A computer readable storage medium having stored thereon a computer program which when executed by a processor performs the steps of:
receiving a communication signal, and obtaining a frequency phase difference of each sampling point in the communication signal by carrying out sliding autocorrelation calculation on the communication signal;
selecting a frequency phase difference of a preset sampling point from the communication signal, and performing cyclic mean square error calculation to obtain root mean square values of all cyclic calculation moments;
visually displaying a sampling curve corresponding to the root mean square value at each cycle calculation moment, and confirming abnormal sampling points in the sampling curve;
the confidence coefficient of the sampling curve is adjusted so that the abnormal sampling points are outside the confidence coefficient interval, and abnormal sampling points are removed;
and carrying out sliding autocorrelation calculation on the communication signals with abnormal sampling points removed, and outputting a frequency offset value.

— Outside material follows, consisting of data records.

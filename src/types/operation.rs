use std::collections::BTreeSet;

use serde::{Deserialize, Serialize};

use super::node::Node;

/// A `(parent, index)` location in a tree.
#[derive(Debug, Clone, PartialEq, Eq, Hash, Serialize, Deserialize)]
pub struct Position {
    pub parent_id: String,
    pub index: u32,
}

impl Position {
    pub fn new(parent_id: impl Into<String>, index: u32) -> Self {
        Self {
            parent_id: parent_id.into(),
            index,
        }
    }
}

/// The node fields an `update` operation can change.
#[derive(Debug, Clone, Copy, PartialEq, Eq, Hash, Serialize, Deserialize)]
#[serde(rename_all = "lowercase")]
pub enum ChangeField {
    Title,
    Url,
}

/// One changed field inside an `update` operation.
#[derive(Debug, Clone, PartialEq, Eq, Serialize, Deserialize)]
pub struct FieldChange {
    pub field: ChangeField,
    pub old_value: Option<String>,
    pub new_value: Option<String>,
}

/// Discriminant of [`OperationKind`], used for statistics and error reports.
#[derive(Debug, Clone, Copy, PartialEq, Eq, Hash, Serialize, Deserialize)]
#[serde(rename_all = "lowercase")]
pub enum OperationType {
    Create,
    Update,
    Move,
    Delete,
}

impl std::fmt::Display for OperationType {
    fn fmt(&self, f: &mut std::fmt::Formatter<'_>) -> std::fmt::Result {
        let name = match self {
            OperationType::Create => "create",
            OperationType::Update => "update",
            OperationType::Move => "move",
            OperationType::Delete => "delete",
        };
        f.write_str(name)
    }
}

/// A single divergence between two tree snapshots.
#[derive(Debug, Clone, PartialEq, Eq, Serialize, Deserialize)]
#[serde(tag = "type", rename_all = "lowercase")]
pub enum OperationKind {
    Create {
        node: Node,
        parent_id: String,
        index: u32,
    },
    Delete {
        node: Node,
        parent_id: String,
        index: u32,
        descendant_count: usize,
    },
    Update {
        node_id: String,
        changes: Vec<FieldChange>,
    },
    Move {
        node_id: String,
        from: Position,
        to: Position,
    },
}

/// A timestamped, immutable operation produced by the differencer.
#[derive(Debug, Clone, PartialEq, Eq, Serialize, Deserialize)]
pub struct Operation {
    /// Milliseconds since the UNIX epoch at which the diff produced this operation.
    pub timestamp: i64,
    #[serde(flatten)]
    pub kind: OperationKind,
}

impl Operation {
    pub fn new(kind: OperationKind, timestamp: i64) -> Self {
        Self { timestamp, kind }
    }

    pub fn op_type(&self) -> OperationType {
        match &self.kind {
            OperationKind::Create { .. } => OperationType::Create,
            OperationKind::Update { .. } => OperationType::Update,
            OperationKind::Move { .. } => OperationType::Move,
            OperationKind::Delete { .. } => OperationType::Delete,
        }
    }

    /// The id of the node this operation targets.
    pub fn node_id(&self) -> &str {
        match &self.kind {
            OperationKind::Create { node, .. } | OperationKind::Delete { node, .. } => &node.id,
            OperationKind::Update { node_id, .. } | OperationKind::Move { node_id, .. } => node_id,
        }
    }

    /// Every node id this operation refers to (target plus parents).
    pub fn referenced_ids(&self) -> Vec<&str> {
        match &self.kind {
            OperationKind::Create { node, parent_id, .. }
            | OperationKind::Delete { node, parent_id, .. } => vec![node.id.as_str(), parent_id.as_str()],
            OperationKind::Update { node_id, .. } => vec![node_id.as_str()],
            OperationKind::Move { node_id, from, to } => {
                vec![node_id.as_str(), from.parent_id.as_str(), to.parent_id.as_str()]
            }
        }
    }

    /// A short human-readable description used in progress reports.
    pub fn describe(&self) -> String {
        match &self.kind {
            OperationKind::Create { node, parent_id, index } => {
                let what = if node.is_bookmark() { "bookmark" } else { "folder" };
                format!("Create {} \"{}\" in {} at {}", what, node.title, parent_id, index)
            }
            OperationKind::Delete { node, descendant_count, .. } => {
                if *descendant_count > 0 {
                    format!("Delete \"{}\" and {} descendants", node.title, descendant_count)
                } else {
                    format!("Delete \"{}\"", node.title)
                }
            }
            OperationKind::Update { node_id, changes } => {
                let fields: Vec<&str> = changes
                    .iter()
                    .map(|c| match c.field {
                        ChangeField::Title => "title",
                        ChangeField::Url => "url",
                    })
                    .collect();
                format!("Update {} of {}", fields.join(", "), node_id)
            }
            OperationKind::Move { node_id, to, .. } => {
                format!("Move {} to {} at {}", node_id, to.parent_id, to.index)
            }
        }
    }
}

/// Per-type counts of a diff.
#[derive(Debug, Clone, Default, PartialEq, Eq, Serialize, Deserialize)]
pub struct DiffStats {
    pub creates: usize,
    pub updates: usize,
    pub moves: usize,
    pub deletes: usize,
    pub total: usize,
}

impl DiffStats {
    pub fn from_operations(operations: &[Operation]) -> Self {
        let mut stats = Self::default();
        for op in operations {
            match op.op_type() {
                OperationType::Create => stats.creates += 1,
                OperationType::Update => stats.updates += 1,
                OperationType::Move => stats.moves += 1,
                OperationType::Delete => stats.deletes += 1,
            }
        }
        stats.total = operations.len();
        stats
    }
}

/// Output of comparing two tree snapshots.
#[derive(Debug, Clone, Default, PartialEq, Eq, Serialize, Deserialize)]
pub struct DiffResult {
    pub operations: Vec<Operation>,
    pub stats: DiffStats,
    pub affected_ids: BTreeSet<String>,
    pub has_changes: bool,
}

impl DiffResult {
    pub fn new(operations: Vec<Operation>) -> Self {
        let stats = DiffStats::from_operations(&operations);
        let affected_ids = operations.iter().map(|op| op.node_id().to_string()).collect();
        let has_changes = !operations.is_empty();
        Self {
            operations,
            stats,
            affected_ids,
            has_changes,
        }
    }
}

In order to solve the unstable condition of a system, after the frequency phase difference is calculated, the root mean square value of the frequency phase difference is calculated, abnormal points can be confirmed from probability distribution through visual display of a sampling curve corresponding to the root mean square value, so that the abnormal points are removed, and the accurate frequency offset value is calculated again. The method is suitable for an unstable system and realizes frequency offset value estimation in a severe environment.
Drawings
FIG. 1 is a diagram showing a correlation calculation in the prior art;
fig. 2 is a flow chart of a method for estimating frequency offset based on probability distribution statistics in one embodiment;
FIG. 3 is a schematic diagram of a stabilization system in one embodiment;
FIG. 4 is a schematic illustration of an ongoing distribution curve in one embodiment;
FIG. 5 is a schematic diagram of an unstable system in one embodiment;
FIG. 6 is a block diagram of an apparatus for estimating frequency offset based on probability distribution statistics in one embodiment;
fig. 7 is an internal structural diagram of a computer device in one embodiment.
Detailed Description
In order to make the objects, technical solutions and advantages of the present application more apparent, the present application will be further described in detail with reference to the accompanying drawings and examples. It should be understood that the specific embodiments described herein are for purposes of illustration only and are not intended to limit the present application.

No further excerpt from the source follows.